Так рождается творческая философия автора: через материал — к образу, через живое тело слова — к жизни занебесного знака. Так сопрягаются у Письменного дольнее и горнее. Так — дотошно, подробно, скрупулезно — и в то же время свободными, широкими, плотными мазками — создается неповторимый «письменновский» космос: на просторах его прозы вольно и свободно дышится, по его рассказам и повестям можно гулять, наслаждаясь и словесной музыкой, и поставленными (часто неразрешимыми! и духовными и социальными!) вопросами и антиномиями, почти апориями, — и точнейшими наблюдениями реального мира, возлюбленного писателем горячо, искренне, непредвзято.

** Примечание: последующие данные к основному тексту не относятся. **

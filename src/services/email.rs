//! Transactional email through an EmailJS-compatible `email/send` endpoint.
//!
//! Mail is never on the critical path: `Notifier` spawns every send and only
//! logs the outcome. There is no delivery tracking or retry.

use serde::Serialize;
use serde_json::{json, Value};
use std::sync::Arc;
use std::time::Duration;
use thiserror::Error;
use tracing::{debug, info, warn};

use crate::config::EmailConfig;
use crate::models::BookingDetails;

#[derive(Debug, Error)]
pub enum EmailError {
    #[error("email transport error: {0}")]
    Http(#[from] reqwest::Error),
    #[error("email API rejected the message with status {status}: {body}")]
    Rejected { status: u16, body: String },
}

#[derive(Debug, Serialize)]
struct SendRequest<'a> {
    service_id: &'a str,
    template_id: &'a str,
    user_id: &'a str,
    #[serde(rename = "accessToken", skip_serializing_if = "Option::is_none")]
    access_token: Option<&'a str>,
    template_params: Value,
}

#[derive(Debug, Clone, Copy, PartialEq, Eq)]
pub enum Template {
    Welcome,
    BookingConfirmation,
    Checkin,
    PaymentConfirmation,
}

pub struct EmailClient {
    http: reqwest::Client,
    config: EmailConfig,
}

impl EmailClient {
    pub fn new(config: EmailConfig) -> Result<Self, EmailError> {
        let http = reqwest::Client::builder()
            .timeout(Duration::from_secs(10))
            .build()?;
        Ok(Self { http, config })
    }

    pub fn enabled(&self) -> bool {
        !self.config.service_id.trim().is_empty()
    }

    fn template_id(&self, template: Template) -> &str {
        let templates = &self.config.templates;
        match template {
            Template::Welcome => &templates.welcome,
            Template::BookingConfirmation => &templates.booking_confirmation,
            Template::Checkin => &templates.checkin,
            Template::PaymentConfirmation => &templates.payment_confirmation,
        }
    }

    /// Sends one templated message. A disabled client returns `Ok` without
    /// touching the network.
    pub async fn send(&self, template: Template, mut params: Value) -> Result<(), EmailError> {
        if !self.enabled() {
            debug!("Email disabled, skipping {:?}", template);
            return Ok(());
        }

        if let Some(map) = params.as_object_mut() {
            map.entry("app_name")
                .or_insert_with(|| Value::String(self.config.app_name.clone()));
        }

        let request = SendRequest {
            service_id: &self.config.service_id,
            template_id: self.template_id(template),
            user_id: &self.config.public_key,
            access_token: self.config.private_key.as_deref(),
            template_params: params,
        };

        let response = self.http.post(&self.config.api_url).json(&request).send().await?;
        let status = response.status();
        if !status.is_success() {
            let body = response.text().await.unwrap_or_default();
            return Err(EmailError::Rejected {
                status: status.as_u16(),
                body,
            });
        }
        Ok(())
    }
}

fn booking_params(details: &BookingDetails) -> Value {
    json!({
        "to_email": details.user_email,
        "to_name": details.display_name(),
        "booking_id": details.booking.id.to_string(),
        "event_title": details.event_title,
        "event_date": details.event_start_date.format("%d/%m/%Y %H:%M").to_string(),
        "meeting_point": details.event_meeting_point.clone().unwrap_or_default(),
        "participants": details.booking.participants_count,
        "total_amount": format!("{:.2}", details.booking.total_amount),
    })
}

/// Fire-and-forget facade over `EmailClient`.
#[derive(Clone)]
pub struct Notifier {
    client: Arc<EmailClient>,
}

impl Notifier {
    pub fn new(client: EmailClient) -> Self {
        Self {
            client: Arc::new(client),
        }
    }

    fn dispatch(&self, template: Template, params: Value) {
        if !self.client.enabled() {
            debug!("Email disabled, not sending {:?}", template);
            return;
        }
        let client = self.client.clone();
        tokio::spawn(async move {
            match client.send(template, params).await {
                Ok(()) => info!("{:?} email sent", template),
                Err(e) => warn!("{:?} email failed: {}", template, e),
            }
        });
    }

    pub fn welcome(&self, email: &str, full_name: Option<&str>) {
        self.dispatch(
            Template::Welcome,
            json!({
                "to_email": email,
                "to_name": full_name.unwrap_or(email),
            }),
        );
    }

    pub fn booking_confirmation(&self, details: &BookingDetails) {
        self.dispatch(Template::BookingConfirmation, booking_params(details));
    }

    pub fn checkin(&self, details: &BookingDetails) {
        self.dispatch(Template::Checkin, booking_params(details));
    }

    pub fn payment_confirmation(&self, details: &BookingDetails, transaction_id: &str) {
        let mut params = booking_params(details);
        params["transaction_id"] = Value::String(transaction_id.to_string());
        self.dispatch(Template::PaymentConfirmation, params);
    }
}

#[cfg(test)]
pub(crate) fn test_email_config(api_url: &str, service_id: &str) -> EmailConfig {
    use crate::config::EmailTemplates;
    EmailConfig {
        api_url: api_url.to_string(),
        service_id: service_id.to_string(),
        public_key: "public-key".to_string(),
        private_key: Some("private-key".to_string()),
        app_name: "BIKERS MTB".to_string(),
        templates: EmailTemplates {
            welcome: "tpl_welcome".to_string(),
            booking_confirmation: "tpl_booking".to_string(),
            checkin: "tpl_checkin".to_string(),
            payment_confirmation: "tpl_payment".to_string(),
        },
    }
}

/// Notifier that never sends anything.
#[cfg(test)]
pub(crate) fn disabled_notifier() -> Notifier {
    Notifier::new(EmailClient::new(test_email_config("http://127.0.0.1:9", "")).unwrap())
}

/// Notifier wired to a local mail endpoint that accepts every message.
#[cfg(test)]
pub(crate) async fn recording_notifier() -> (wiremock::MockServer, Notifier) {
    use wiremock::matchers::method;
    use wiremock::{Mock, MockServer, ResponseTemplate};

    let server = MockServer::start().await;
    Mock::given(method("POST"))
        .respond_with(ResponseTemplate::new(200).set_body_string("OK"))
        .mount(&server)
        .await;
    let config = test_email_config(
        &format!("{}/api/v1.0/email/send", server.uri()),
        "service_bikers",
    );
    (server, Notifier::new(EmailClient::new(config).unwrap()))
}

/// Request bodies received by the mail endpoint. Sends are spawned, so this
/// waits up to two seconds for `expected` of them to land.
#[cfg(test)]
pub(crate) async fn sent_emails(server: &wiremock::MockServer, expected: usize) -> Vec<Value> {
    let deadline = tokio::time::Instant::now() + Duration::from_secs(2);
    loop {
        let requests = server.received_requests().await.unwrap_or_default();
        if requests.len() >= expected || tokio::time::Instant::now() >= deadline {
            return requests
                .iter()
                .map(|r| serde_json::from_slice(&r.body).unwrap())
                .collect();
        }
        tokio::time::sleep(Duration::from_millis(20)).await;
    }
}

/// Gives spawned sends time to run, then returns what arrived.
#[cfg(test)]
pub(crate) async fn settled_emails(server: &wiremock::MockServer) -> Vec<Value> {
    tokio::time::sleep(Duration::from_millis(200)).await;
    sent_emails(server, 0).await
}
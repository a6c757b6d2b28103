use axum::{http::HeaderValue, routing::get, Router};
use std::net::SocketAddr;
use tower_http::cors::{Any, CorsLayer};
use tower_http::trace::TraceLayer;
use tracing::{info, warn};
use tracing_subscriber::{layer::SubscriberExt, util::SubscriberInitExt};

use bikers_booking::{config::Config, controllers, AppState};

#[global_allocator]
static GLOBAL: mimalloc::MiMalloc = mimalloc::MiMalloc;

#[tokio::main]
async fn main() -> anyhow::Result<()> {
    dotenvy::dotenv().ok();
    let config = Config::from_env()?;

    tracing_subscriber::registry()
        .with(tracing_subscriber::EnvFilter::new(&config.app.rust_log))
        .with(tracing_subscriber::fmt::layer())
        .init();

    info!(
        "Starting Bikers booking API ({} environment)",
        config.app.environment
    );

    let addr: SocketAddr = format!("{}:{}", config.app.host, config.app.port).parse()?;

    let cors = match config.app.client_origin.parse::<HeaderValue>() {
        Ok(origin) => CorsLayer::new()
            .allow_origin(origin)
            .allow_methods(Any)
            .allow_headers(Any),
        Err(_) => {
            warn!("CLIENT_ORIGIN is not a valid header value, allowing any origin");
            CorsLayer::permissive()
        }
    };

    let app_state = AppState::new(config).await?;

    let app = Router::new()
        .route("/", get(|| async { "Bikers MTB API v1.0" }))
        .route("/health", get(|| async { "OK" }))
        // Mount the routes from the controllers module
        .nest("/api", controllers::routes())
        .with_state(app_state)
        .layer(cors)
        .layer(TraceLayer::new_for_http());

    info!("Server listening on {}", addr);

    let listener = tokio::net::TcpListener::bind(addr).await?;
    axum::serve(listener, app.into_make_service()).await?;
    Ok(())
}
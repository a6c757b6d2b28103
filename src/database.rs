use sqlx::{postgres::PgPoolOptions, Pool, Postgres};
use std::time::Duration;
use tracing::info;

use crate::config::DatabaseConfig;

#[derive(Clone)]
pub struct Database {
    pub pool: Pool<Postgres>,
}

impl Database {
    pub async fn connect(config: &DatabaseConfig) -> Result<Self, sqlx::Error> {
        let pool = PgPoolOptions::new()
            .max_connections(config.pool_size)
            .acquire_timeout(Duration::from_secs(5))
            .connect(&config.url)
            .await?;

        Ok(Database { pool })
    }

    /// Applies the embedded schema (events, bookings, payments, profiles,
    /// subscriptions, site_settings, landing_carousel).
    pub async fn run_migrations(&self) -> Result<(), sqlx::migrate::MigrateError> {
        info!("Running database migrations...");
        sqlx::migrate!("./src/migrations").run(&self.pool).await?;
        info!("Migrations completed");
        Ok(())
    }
}
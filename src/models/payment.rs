use chrono::{DateTime, Utc};
use serde::{Deserialize, Serialize};
use sqlx::FromRow;
use uuid::Uuid;

/// Payment artifact recorded when the gateway redirects back.
/// `status` is whatever string the gateway reported.
#[derive(Debug, Clone, PartialEq, FromRow, Serialize, Deserialize)]
pub struct Payment {
    pub id: Uuid,
    pub booking_id: Uuid,
    pub amount: f64,
    pub payment_method: Option<String>,
    pub transaction_id: Option<String>,
    pub status: Option<String>,
    pub created_at: DateTime<Utc>,
}

#[derive(Debug, Clone)]
pub struct NewPayment {
    pub booking_id: Uuid,
    pub amount: f64,
    pub payment_method: Option<String>,
    pub transaction_id: Option<String>,
    pub status: Option<String>,
}
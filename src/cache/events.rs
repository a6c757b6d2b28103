use tracing::debug;

use crate::cache::{CacheService, PUBLISHED_EVENTS_KEY};
use crate::models::Event;

impl CacheService {
    /// Published events, soonest first.
    pub async fn published_events(&self) -> Result<Vec<Event>, sqlx::Error> {
        if let Some(events) = self.get_json::<Vec<Event>>(PUBLISHED_EVENTS_KEY).await {
            debug!("Published events served from cache");
            return Ok(events);
        }

        let events = Event::published(&self.db.pool).await?;
        self.set_json(PUBLISHED_EVENTS_KEY, &events, self.config.events_ttl_seconds)
            .await;
        Ok(events)
    }

    pub async fn invalidate_events(&self) {
        self.invalidate(PUBLISHED_EVENTS_KEY).await;
    }
}
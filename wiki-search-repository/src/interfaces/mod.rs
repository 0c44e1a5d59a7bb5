//! Interface definitions for the wiki search collaborators.
//!
//! This module defines the abstract traits the index service and the query router
//! consume: the full-text backend, the document collection, and the fallback search.
//! They allow dependency injection and swappable implementations.

mod document_collection;
mod fallback_search;
mod full_text_backend;

pub use document_collection::DocumentCollection;
pub use fallback_search::FallbackSearch;
pub use full_text_backend::FullTextBackend;
//! Query routing between the full-text index and the fallback search.
//!
//! The path is chosen once per call. A full-text fault is logged and the same call
//! is answered by the fallback path, so backend errors never reach the caller.

mod paths;

pub use paths::{FallbackPath, FullTextPath, SearchPath};

use std::sync::Arc;

use tracing::{debug, instrument, warn};
use wiki_search_repository::DocumentCollection;
use wiki_search_shared::{PartitionSet, SearchResponse};

use crate::errors::SearchError;

/// Configuration for the query router.
#[derive(Debug, Clone)]
pub struct RouterConfig {
    /// Use the full-text index when a backend is configured.
    pub use_fulltext: bool,
}

impl Default for RouterConfig {
    fn default() -> Self {
        Self { use_fulltext: true }
    }
}

/// Routes searches to the full-text path or the fallback path.
pub struct QueryRouter {
    collection: Arc<dyn DocumentCollection>,
    fulltext: Option<Box<dyn SearchPath>>,
    fallback: Box<dyn SearchPath>,
    config: RouterConfig,
}

impl QueryRouter {
    /// Create a router. Pass `None` for `fulltext` when no backend is configured.
    pub fn new(
        collection: Arc<dyn DocumentCollection>,
        fulltext: Option<Box<dyn SearchPath>>,
        fallback: Box<dyn SearchPath>,
        config: RouterConfig,
    ) -> Self {
        Self {
            collection,
            fulltext,
            fallback,
            config,
        }
    }

    /// Whether searches currently go to the full-text index.
    pub fn fulltext_enabled(&self) -> bool {
        self.config.use_fulltext && self.fulltext.is_some()
    }

    async fn resolve_partition(
        &self,
        path: &str,
        partition: Option<&str>,
    ) -> Result<String, SearchError> {
        if let Some(partition) = partition.filter(|p| !p.trim().is_empty()) {
            return Ok(partition.to_string());
        }

        let partitions = PartitionSet::new(self.collection.list_partitions().await?);
        partitions
            .resolve(path)
            .map(str::to_string)
            .ok_or_else(|| SearchError::NoPartition {
                path: path.to_string(),
            })
    }

    /// Search a space.
    ///
    /// # Arguments
    ///
    /// * `query` - The user's raw query
    /// * `path` - The page the search was issued from; resolves the space when `partition` is absent
    /// * `partition` - The space to search, if known
    ///
    /// # Returns
    ///
    /// * `Ok(SearchResponse)` - Results and the engine that produced them
    /// * `Err(SearchError::NoPartition)` - If no space covers `path`
    /// * `Err(SearchError::Fallback)` - If the fallback search failed
    #[instrument(skip(self))]
    pub async fn search(
        &self,
        query: &str,
        path: &str,
        partition: Option<&str>,
    ) -> Result<SearchResponse, SearchError> {
        let partition = self.resolve_partition(path, partition).await?;

        let fulltext = self
            .fulltext
            .as_deref()
            .filter(|_| self.config.use_fulltext);

        if let Some(fulltext) = fulltext {
            match fulltext.search(query, &partition).await {
                Ok(docs) => {
                    debug!(partition = %partition, result_count = docs.len(), "Full-text search completed");
                    return Ok(SearchResponse::new(docs, fulltext.engine()));
                }
                Err(e) => {
                    warn!(
                        partition = %partition,
                        error = %e,
                        "Full-text search failed, using fallback search"
                    );
                }
            }
        }

        let docs = self.fallback.search(query, &partition).await?;
        debug!(partition = %partition, result_count = docs.len(), "Fallback search completed");
        Ok(SearchResponse::new(docs, self.fallback.engine()))
    }
}
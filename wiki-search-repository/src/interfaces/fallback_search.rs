//! Fallback search trait definition.

use async_trait::async_trait;
use wiki_search_shared::FallbackHit;

use crate::errors::CollectionError;

/// A generic, non-index-backed search used when the full-text backend is disabled
/// or unavailable.
#[async_trait]
pub trait FallbackSearch: Send + Sync {
    /// Search documents under the `scope` route for `query`.
    async fn web_search(
        &self,
        query: &str,
        scope: &str,
    ) -> Result<Vec<FallbackHit>, CollectionError>;
}
//! # Wiki Search Indexer
//!
//! Search index manager for a wiki: routes searches to a per-space full-text index or
//! to a fallback search, and keeps the indexes in sync with the document collection.
//!
//! ## Architecture
//!
//! 1. **Normalizer**: Turns free text into backend query syntax
//! 2. **Router**: Picks the full-text or the fallback path per search
//! 3. **Orchestrator**: Rebuilds every space's index, single-flight
//! 4. **Sync**: Applies single-document saves and deletes
//! 5. **Jobs**: Runs rebuilds in the background
//!
//! ## Modules
//!
//! - [`api`]: The [`WikiSearch`] facade
//! - [`config`]: Configuration and dependency initialization
//! - [`errors`]: Error types for routing, sync and jobs
//! - [`jobs`]: Background job queues
//! - [`normalizer`]: Query normalization
//! - [`orchestrator`]: Bulk reindexing
//! - [`router`]: Query routing
//! - [`sync`]: Document save / delete hooks

pub mod api;
pub mod config;
pub mod errors;
pub mod jobs;
pub mod normalizer;
pub mod orchestrator;
pub mod router;
pub mod sync;

pub use api::{WikiSearch, WikiSearchConfig};
pub use config::Dependencies;
pub use errors::{JobError, SearchError, SyncError};
pub use jobs::{JobRunner, TokioJobRunner};
pub use normalizer::QueryNormalizer;
pub use orchestrator::{IndexState, RebuildOrchestrator, RebuildSummary};
pub use router::{QueryRouter, RouterConfig};

use thiserror::Error;
use wiki_search_repository::CollectionError;

/// Errors that can occur during indexer initialization or execution.
#[derive(Error, Debug)]
pub enum IndexingError {
    /// Configuration error.
    #[error("Configuration error: {0}")]
    ConfigError(String),

    /// The document collection could not be read.
    #[error("Collection error: {0}")]
    CollectionError(#[from] CollectionError),

    /// A search failed.
    #[error("Search error: {0}")]
    SearchError(#[from] SearchError),

    /// Output could not be encoded.
    #[error("Output error: {0}")]
    OutputError(#[from] serde_json::Error),
}

impl IndexingError {
    /// Create a configuration error.
    pub fn config(msg: impl Into<String>) -> Self {
        Self::ConfigError(msg.into())
    }
}
//! Markup stripping for indexed content.
//!
//! Wiki content is stored as HTML. Only the visible text is indexed: tags are removed,
//! block-level elements become word boundaries, and whitespace is collapsed.

use lazy_static::lazy_static;
use regex::Regex;

lazy_static! {
    static ref HIDDEN_BLOCK_REGEXP: Regex =
        Regex::new(r"(?is)<script\b[^>]*>.*?</script\s*>|<style\b[^>]*>.*?</style\s*>|<!--.*?-->")
            .unwrap();
    static ref BLOCK_TAG_REGEXP: Regex = Regex::new(
        r"(?i)</?(p|div|br|hr|li|ul|ol|dl|dt|dd|h[1-6]|table|thead|tbody|tr|td|th|blockquote|pre|section|article|header|footer|nav|aside|figure|figcaption)\b[^>]*>"
    )
    .unwrap();
    static ref TAG_REGEXP: Regex = Regex::new(r"<[^>]*>").unwrap();
    static ref WHITESPACE_REGEXP: Regex = Regex::new(r"\s+").unwrap();
}

/// Entities decoded after tag removal. `&amp;` comes last so that an escaped
/// entity such as `&amp;lt;` decodes to the literal text `&lt;`.
const ENTITIES: [(&str, &str); 7] = [
    ("&nbsp;", " "),
    ("&lt;", "<"),
    ("&gt;", ">"),
    ("&quot;", "\""),
    ("&#39;", "'"),
    ("&apos;", "'"),
    ("&amp;", "&"),
];

/// Strip HTML markup, keeping the visible text.
///
/// # Example
///
/// ```
/// use wiki_search_shared::strip_html_tags;
///
/// assert_eq!(strip_html_tags("<p>Hello <b>World</b></p>"), "Hello World");
/// ```
pub fn strip_html_tags(html: &str) -> String {
    let text = HIDDEN_BLOCK_REGEXP.replace_all(html, " ");
    let text = BLOCK_TAG_REGEXP.replace_all(&text, " ");
    let text = TAG_REGEXP.replace_all(&text, "");

    let mut decoded = text.into_owned();
    for (entity, replacement) in ENTITIES {
        if decoded.contains(entity) {
            decoded = decoded.replace(entity, replacement);
        }
    }

    WHITESPACE_REGEXP
        .replace_all(&decoded, " ")
        .trim()
        .to_string()
}

#[cfg(test)]
mod tests {
    use super::*;

    #[test]
    fn test_inline_tags_are_removed_without_splitting_words() {
        assert_eq!(strip_html_tags("<p>Hello <b>World</b></p>"), "Hello World");
        assert_eq!(strip_html_tags("un<em>break</em>able"), "unbreakable");
    }

    #[test]
    fn test_block_tags_become_word_boundaries() {
        assert_eq!(strip_html_tags("<p>one</p><p>two</p>"), "one two");
        assert_eq!(strip_html_tags("<li>a</li><li>b</li>"), "a b");
        assert_eq!(strip_html_tags("line<br/>break"), "line break");
        assert_eq!(strip_html_tags("<h1>Title</h1>Body"), "Title Body");
    }

    #[test]
    fn test_scripts_styles_and_comments_are_dropped() {
        let html = "<style>p { color: red }</style><p>shown</p><script>alert(1)</script><!-- hidden -->";
        assert_eq!(strip_html_tags(html), "shown");
    }

    #[test]
    fn test_entities_are_decoded() {
        assert_eq!(
            strip_html_tags("<p>Fish &amp; Chips&nbsp;&lt;3</p>"),
            "Fish & Chips <3"
        );
        assert_eq!(strip_html_tags("&amp;lt;"), "&lt;");
    }

    #[test]
    fn test_plain_text_is_untouched() {
        assert_eq!(strip_html_tags("plain text"), "plain text");
        assert_eq!(strip_html_tags(""), "");
        assert_eq!(strip_html_tags("  spaced \n out  "), "spaced out");
    }
}
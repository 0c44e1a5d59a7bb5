//! Wiki Search Indexer Main Entry Point
//!
//! Rebuilds the per-space search indexes from the document collection, or runs a
//! search and prints the JSON response.

use clap::{Parser, Subcommand};
use dotenv::dotenv;
use std::env;
use tracing::{error, info};
use tracing_subscriber::{layer::SubscriberExt, util::SubscriberInitExt, EnvFilter};
use wiki_search_indexer::config::BackendKind;
use wiki_search_indexer::{Dependencies, IndexingError};

/// Wiki search index manager.
#[derive(Parser, Debug)]
#[command(name = "wiki-search-indexer", version, about, long_about = None)]
struct Cli {
    #[command(subcommand)]
    command: Command,
}

#[derive(Subcommand, Debug)]
enum Command {
    /// Drop and rebuild every space's index from the document collection.
    Rebuild,

    /// Search a space and print the JSON response.
    Search {
        /// Free-text query.
        query: String,

        /// Path of the page the search is issued from.
        #[arg(long)]
        path: String,

        /// Space to search; resolved from the path when omitted.
        #[arg(long)]
        space: Option<String>,
    },
}

/// Initialize tracing/logging.
fn init_tracing() -> Result<(), IndexingError> {
    let filter = EnvFilter::try_from_default_env()
        .unwrap_or_else(|_| EnvFilter::new("wiki_search_indexer=info,wiki_search_repository=info"));

    let json_logs = env::var("LOG_FORMAT")
        .map(|format| format.eq_ignore_ascii_case("json"))
        .unwrap_or(false);

    if json_logs {
        tracing_subscriber::registry()
            .with(filter)
            .with(
                tracing_subscriber::fmt::layer()
                    .json()
                    .with_target(true)
                    .with_thread_ids(true)
                    .with_writer(std::io::stderr),
            )
            .try_init()
            .map_err(|e| IndexingError::config(e.to_string()))?;

        info!(
            service_name = "wiki-search-indexer",
            service_version = env!("CARGO_PKG_VERSION"),
            "Tracing initialized with JSON format"
        );
    } else {
        tracing_subscriber::registry()
            .with(filter)
            .with(
                tracing_subscriber::fmt::layer()
                    .with_target(true)
                    .pretty()
                    .with_writer(std::io::stderr),
            )
            .try_init()
            .map_err(|e| IndexingError::config(e.to_string()))?;

        info!(
            service_name = "wiki-search-indexer",
            service_version = env!("CARGO_PKG_VERSION"),
            "Tracing initialized with console output"
        );
    }

    Ok(())
}

async fn run(command: Command, deps: Dependencies) -> Result<(), IndexingError> {
    let wiki_search = deps.wiki_search;

    match command {
        Command::Rebuild => {
            let summary = wiki_search.rebuild_index().await?;
            println!("{}", serde_json::to_string_pretty(&summary)?);
        }
        Command::Search { query, path, space } => {
            // The in-memory index lives only as long as this process.
            if deps.backend_kind == BackendKind::Memory && wiki_search.fulltext_enabled() {
                wiki_search.rebuild_index().await?;
            }
            let response = wiki_search.search(&query, &path, space.as_deref()).await?;
            println!("{}", serde_json::to_string_pretty(&response)?);
        }
    }

    Ok(())
}

#[tokio::main]
async fn main() -> Result<(), IndexingError> {
    // Load environment variables from .env file
    dotenv().ok();

    let cli = Cli::parse();

    init_tracing()?;

    info!("Starting Wiki Search Indexer");

    let deps = match Dependencies::new().await {
        Ok(deps) => {
            info!("Dependencies initialized successfully");
            deps
        }
        Err(e) => {
            error!(error = %e, "Failed to initialize dependencies");
            return Err(e);
        }
    };

    match run(cli.command, deps).await {
        Ok(()) => {
            info!("Wiki search indexer completed successfully");
            Ok(())
        }
        Err(e) => {
            error!(error = %e, "Wiki search indexer failed");
            Err(e)
        }
    }
}
//! Background job queues.
//!
//! Each named queue is drained by one tokio worker task, so jobs on the same queue
//! run one at a time in submission order.

use std::collections::HashMap;
use std::future::Future;
use std::pin::Pin;
use std::sync::Mutex;

use tokio::runtime::Handle;
use tokio::sync::mpsc;
use tracing::{debug, error, info};

use crate::errors::JobError;

/// Queue used for index rebuilds.
pub const LONG_QUEUE: &str = "long";

/// A unit of background work.
pub type Job = Pin<Box<dyn Future<Output = ()> + Send + 'static>>;

/// Runs jobs outside the caller's request.
pub trait JobRunner: Send + Sync {
    /// Submit `job` to the named queue.
    fn enqueue(&self, job: Job, queue: &str) -> Result<(), JobError>;
}

/// Job runner with one tokio worker task per queue.
///
/// Workers are spawned on first use of a queue and live as long as the runner. A
/// panicking job is logged and does not stop its queue.
#[derive(Default)]
pub struct TokioJobRunner {
    queues: Mutex<HashMap<String, mpsc::UnboundedSender<Job>>>,
}

impl TokioJobRunner {
    pub fn new() -> Self {
        Self::default()
    }

    fn spawn_worker(queue: &str) -> Result<mpsc::UnboundedSender<Job>, JobError> {
        let handle = Handle::try_current().map_err(|_| JobError::NoRuntime(queue.to_string()))?;
        let (sender, mut receiver) = mpsc::unbounded_channel::<Job>();
        let name = queue.to_string();

        handle.spawn(async move {
            info!(queue = %name, "Job queue worker started");
            while let Some(job) = receiver.recv().await {
                debug!(queue = %name, "Running job");
                if let Err(e) = tokio::spawn(job).await {
                    error!(queue = %name, error = %e, "Job failed");
                }
            }
            debug!(queue = %name, "Job queue worker stopped");
        });

        Ok(sender)
    }
}

impl JobRunner for TokioJobRunner {
    fn enqueue(&self, job: Job, queue: &str) -> Result<(), JobError> {
        let mut queues = self
            .queues
            .lock()
            .map_err(|_| JobError::QueueClosed(queue.to_string()))?;

        if queues.get(queue).map_or(true, |sender| sender.is_closed()) {
            let sender = Self::spawn_worker(queue)?;
            queues.insert(queue.to_string(), sender);
        }

        queues
            .get(queue)
            .ok_or_else(|| JobError::QueueClosed(queue.to_string()))?
            .send(job)
            .map_err(|_| JobError::QueueClosed(queue.to_string()))
    }
}

#[cfg(test)]
mod tests {
    use super::*;
    use std::sync::Arc;
    use tokio::sync::oneshot;

    #[tokio::test]
    async fn test_jobs_on_one_queue_run_in_order() {
        let runner = TokioJobRunner::new();
        let order = Arc::new(Mutex::new(Vec::new()));
        let (done_tx, done_rx) = oneshot::channel();

        for i in 0..3 {
            let order = Arc::clone(&order);
            runner
                .enqueue(
                    Box::pin(async move {
                        tokio::task::yield_now().await;
                        order.lock().unwrap().push(i);
                    }),
                    LONG_QUEUE,
                )
                .unwrap();
        }
        runner
            .enqueue(
                Box::pin(async move {
                    let _ = done_tx.send(());
                }),
                LONG_QUEUE,
            )
            .unwrap();

        done_rx.await.unwrap();
        assert_eq!(*order.lock().unwrap(), vec![0, 1, 2]);
    }

    #[tokio::test]
    async fn test_panicking_job_does_not_stop_queue() {
        let runner = TokioJobRunner::new();
        let (done_tx, done_rx) = oneshot::channel();

        runner
            .enqueue(Box::pin(async { panic!("boom") }), LONG_QUEUE)
            .unwrap();
        runner
            .enqueue(
                Box::pin(async move {
                    let _ = done_tx.send(());
                }),
                LONG_QUEUE,
            )
            .unwrap();

        done_rx.await.unwrap();
    }

    #[test]
    fn test_enqueue_without_runtime() {
        let runner = TokioJobRunner::new();
        let result = runner.enqueue(Box::pin(async {}), LONG_QUEUE);
        assert_eq!(result, Err(JobError::NoRuntime(LONG_QUEUE.to_string())));
    }
}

Говорят, чем духовнее человек, тем безусловнее он предчувствует свой уход. Среди писателей бытует поверье, что писать о своей смерти нельзя: она ведь рядом, слишком близко, и может прийти на зов... Однако все писатели от века рисуют картины смерти либо ее предчувствия. Уход человека — тоже одна из материй, которую надо философски и творчески осмыслить, если ты подлинный художник.
Краски и этого полотна, с изображением кончины, были подвластны мастеру.
«Он поглядел в окно на крутую сосед-скую бесснежную крышу, на слепящие сугробы, на небо... и подумал, что всюду в природе одно сейчас движение: снежинка под снежинкой тает, уничтожается подпорочка, и рушатся снеги, все зимние вьюжные затеи рушатся, крушатся и гремят. Он услышал-почувствовал этот гром. Хотел улыбнуться, но вдруг с ужасом осознал, что миг этот — последний, что подпорка под сердцем — не подпорка, а черный провальный плат.
Как упал с табуретки, он не помнил уже про себя, не знал. Душа и тело вдруг прыгнули в разные стороны и рванули сердце. Только ужас хватанул и медленно стал отпускать лицо, когда дыхание вырвалось из-за стиснутых мертво зубов. Но в душе этот ужас остался. Она тихо опустилась на табуретку, на место, откуда упало тело, и мрачно смотрела на то, в чемтолько что вольно жила. Тело это не кроило под себя душу, не мяло, не разрывало. А себя мучило для души, теснило и мяло. Теперь же душе было ново и очень зябко» («Раб в каплях»).
Каково сейчас душе мастера? Как она, его живая душа, глядит на то, что происходит сейчас с его наследием? В свете этих раздумий книга Михаила Письменного — даже и не книга, а наконец-то случившийся выход писателя к людям. Знаменитость или неизвестность тут уже ни при чем. Эта книга сама — человек, и сама — герой; и сама себе — вопрос и ответ.
Нам остается только низко поклониться тем, кто ее издал.
Ибо эта книга — явление такого ЧИСТОГО, беспримесного, истинного искусства, какое трудно наблюдать «в свободном доступе» современного литературного мира.
Царствие Небесное вам, Михаил Андреевич.
Пока люди читают по-русски, у вас всегда будут благодарные читатели.